I mean, I shared that all of this went down [00:06:00] over Mother's Day weekend, which of course has significance in and of itself. My daughter is four now, and I'm in that phase of realizing how quickly time passes, and I want to slow it down. But also, Mother's Day weekend is also the 10-year anniversary from when I lost my mom.
So I'm often reflecting on just how precious life is and how I don't wanna spend my entire life being stressed out. And also, I'm just a few weeks away from my 10-year anniversary of being diagnosed with MS, so I can't not help but think about how much stress impacts MS, the very thing I am putting so much effort into slowing down.
So there was a lot wrapped into that moment, and it just felt so good to process it personally, but then also to share it here, feeling like it was a true declaration. But I'm not gonna lie, shortly after I sent out that email [00:07:00] to share the episode with you, I had this moment of like Wait, is this episode going to help you?
Or was it just about me? Because when I share stories, I share them not to talk about myself. I share them to help you, because I know that's how we learn best, through stories. And also, I've heard from so many of you, when you are diagnosed with MS, you go online, and what do you see? All of the worst-case scenarios.
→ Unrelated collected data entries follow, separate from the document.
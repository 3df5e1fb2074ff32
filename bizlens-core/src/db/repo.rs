//! Database repository layer
//!
//! Insert and query operations for analysis records. Records are
//! append-only: there is no update or delete path by design.

use crate::error::Result;
use crate::types::{AnalysisRecord, Industry, RecordMetrics};
use chrono::{DateTime, Utc};
use rusqlite::{params, Connection, Row};
use std::path::PathBuf;
use std::sync::Mutex;

/// Database handle with connection pooling (single connection for now)
pub struct Database {
    conn: Mutex<Connection>,
}

impl Database {
    /// Open or create a database at the given path
    pub fn open(path: &PathBuf) -> Result<Self> {
        // Ensure parent directory exists
        if let Some(parent) = path.parent() {
            std::fs::create_dir_all(parent)?;
        }

        let conn = Connection::open(path)?;

        // WAL mode for better concurrency with readers
        conn.execute_batch(
            "
            PRAGMA foreign_keys = ON;
            PRAGMA journal_mode = WAL;
            PRAGMA synchronous = NORMAL;
            ",
        )?;

        Ok(Self {
            conn: Mutex::new(conn),
        })
    }

    /// Open an in-memory database (for testing)
    pub fn open_in_memory() -> Result<Self> {
        let conn = Connection::open_in_memory()?;
        conn.execute("PRAGMA foreign_keys = ON", [])?;
        Ok(Self {
            conn: Mutex::new(conn),
        })
    }

    /// Run migrations on this database
    pub fn migrate(&self) -> Result<()> {
        let conn = self.conn.lock().unwrap();
        super::schema::run_migrations(&conn)
    }

    // ============================================
    // Analysis records
    // ============================================

    /// Insert an analysis record. Append-only: an existing id is an error.
    pub fn insert_analysis(&self, record: &AnalysisRecord) -> Result<()> {
        let conn = self.conn.lock().unwrap();
        conn.execute(
            r#"
            INSERT INTO analyses (
                id, user_id, dataset_id, question, answer, industry,
                row_count, column_count, total_revenue, avg_revenue,
                prompt_hash, created_at
            )
            VALUES (?1, ?2, ?3, ?4, ?5, ?6, ?7, ?8, ?9, ?10, ?11, ?12)
            "#,
            params![
                record.id,
                record.user_id,
                record.dataset_id,
                record.question,
                record.answer,
                record.industry.as_str(),
                record.metrics.row_count as i64,
                record.metrics.column_count as i64,
                record.metrics.total_revenue,
                record.metrics.avg_revenue,
                record.prompt_hash,
                record.created_at.to_rfc3339(),
            ],
        )?;
        Ok(())
    }

    /// List a user's analyses, newest first.
    pub fn list_analyses(&self, user_id: &str, limit: usize) -> Result<Vec<AnalysisRecord>> {
        let conn = self.conn.lock().unwrap();
        let mut stmt = conn.prepare(
            r#"
            SELECT id, user_id, dataset_id, question, answer, industry,
                   row_count, column_count, total_revenue, avg_revenue,
                   prompt_hash, created_at
            FROM analyses
            WHERE user_id = ?1
            ORDER BY created_at DESC
            LIMIT ?2
            "#,
        )?;

        let rows = stmt.query_map(params![user_id, limit as i64], row_to_record)?;
        rows.collect::<std::result::Result<Vec<_>, _>>()
            .map_err(Into::into)
    }

    /// List a user's analyses within a time window, newest first. Used by
    /// history and comparison reads.
    pub fn list_analyses_between(
        &self,
        user_id: &str,
        since: DateTime<Utc>,
        until: DateTime<Utc>,
    ) -> Result<Vec<AnalysisRecord>> {
        let conn = self.conn.lock().unwrap();
        let mut stmt = conn.prepare(
            r#"
            SELECT id, user_id, dataset_id, question, answer, industry,
                   row_count, column_count, total_revenue, avg_revenue,
                   prompt_hash, created_at
            FROM analyses
            WHERE user_id = ?1 AND created_at >= ?2 AND created_at <= ?3
            ORDER BY created_at DESC
            "#,
        )?;

        let rows = stmt.query_map(
            params![user_id, since.to_rfc3339(), until.to_rfc3339()],
            row_to_record,
        )?;
        rows.collect::<std::result::Result<Vec<_>, _>>()
            .map_err(Into::into)
    }

    /// Count a user's stored analyses.
    pub fn count_analyses(&self, user_id: &str) -> Result<i64> {
        let conn = self.conn.lock().unwrap();
        let count = conn.query_row(
            "SELECT COUNT(*) FROM analyses WHERE user_id = ?1",
            params![user_id],
            |row| row.get(0),
        )?;
        Ok(count)
    }
}

fn row_to_record(row: &Row<'_>) -> rusqlite::Result<AnalysisRecord> {
    let industry: String = row.get(5)?;
    let created_at_str: String = row.get(11)?;
    Ok(AnalysisRecord {
        id: row.get(0)?,
        user_id: row.get(1)?,
        dataset_id: row.get(2)?,
        question: row.get(3)?,
        answer: row.get(4)?,
        industry: industry.parse().unwrap_or(Industry::Business),
        metrics: RecordMetrics {
            row_count: row.get::<_, i64>(6)? as usize,
            column_count: row.get::<_, i64>(7)? as usize,
            total_revenue: row.get(8)?,
            avg_revenue: row.get(9)?,
        },
        prompt_hash: row.get(10)?,
        created_at: DateTime::parse_from_rfc3339(&created_at_str)
            .map(|dt| dt.with_timezone(&Utc))
            .unwrap_or_else(|_| Utc::now()),
    })
}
You go on the Facebook groups, you see all the doom and gloom, right? Like, that's not what you want. You want stories of hope, and I don't know that necessarily last week's was the most uplifting, but it was definitely raw and real. And that is healing, not just for me, but I feel like it's healing for you as well when somebody else can put words to a feeling or an experience that you are having and haven't yet maybe fully processed.
I've actually had several women reach [00:08:00] out to me after attending my free master class that I teach on MS, and they say that they were literally in tears watching it because they finally felt like somebody understood them in a way that they have been feeling and believing that they were all alone in.
Storytelling is healing. So first, I will say, if you wanna join that class, please do so. It's free. It's amazing. I would love for you to attend. You can join over at alinebrennan.com/webinar. But I share this because I was wondering if this was just me feeling this kind of pressure of the constant, like, wanting to be productive, wanting to be efficient, wanting to have that same level of activity that I had prior to my diagnosis, or are other people feeling it, too?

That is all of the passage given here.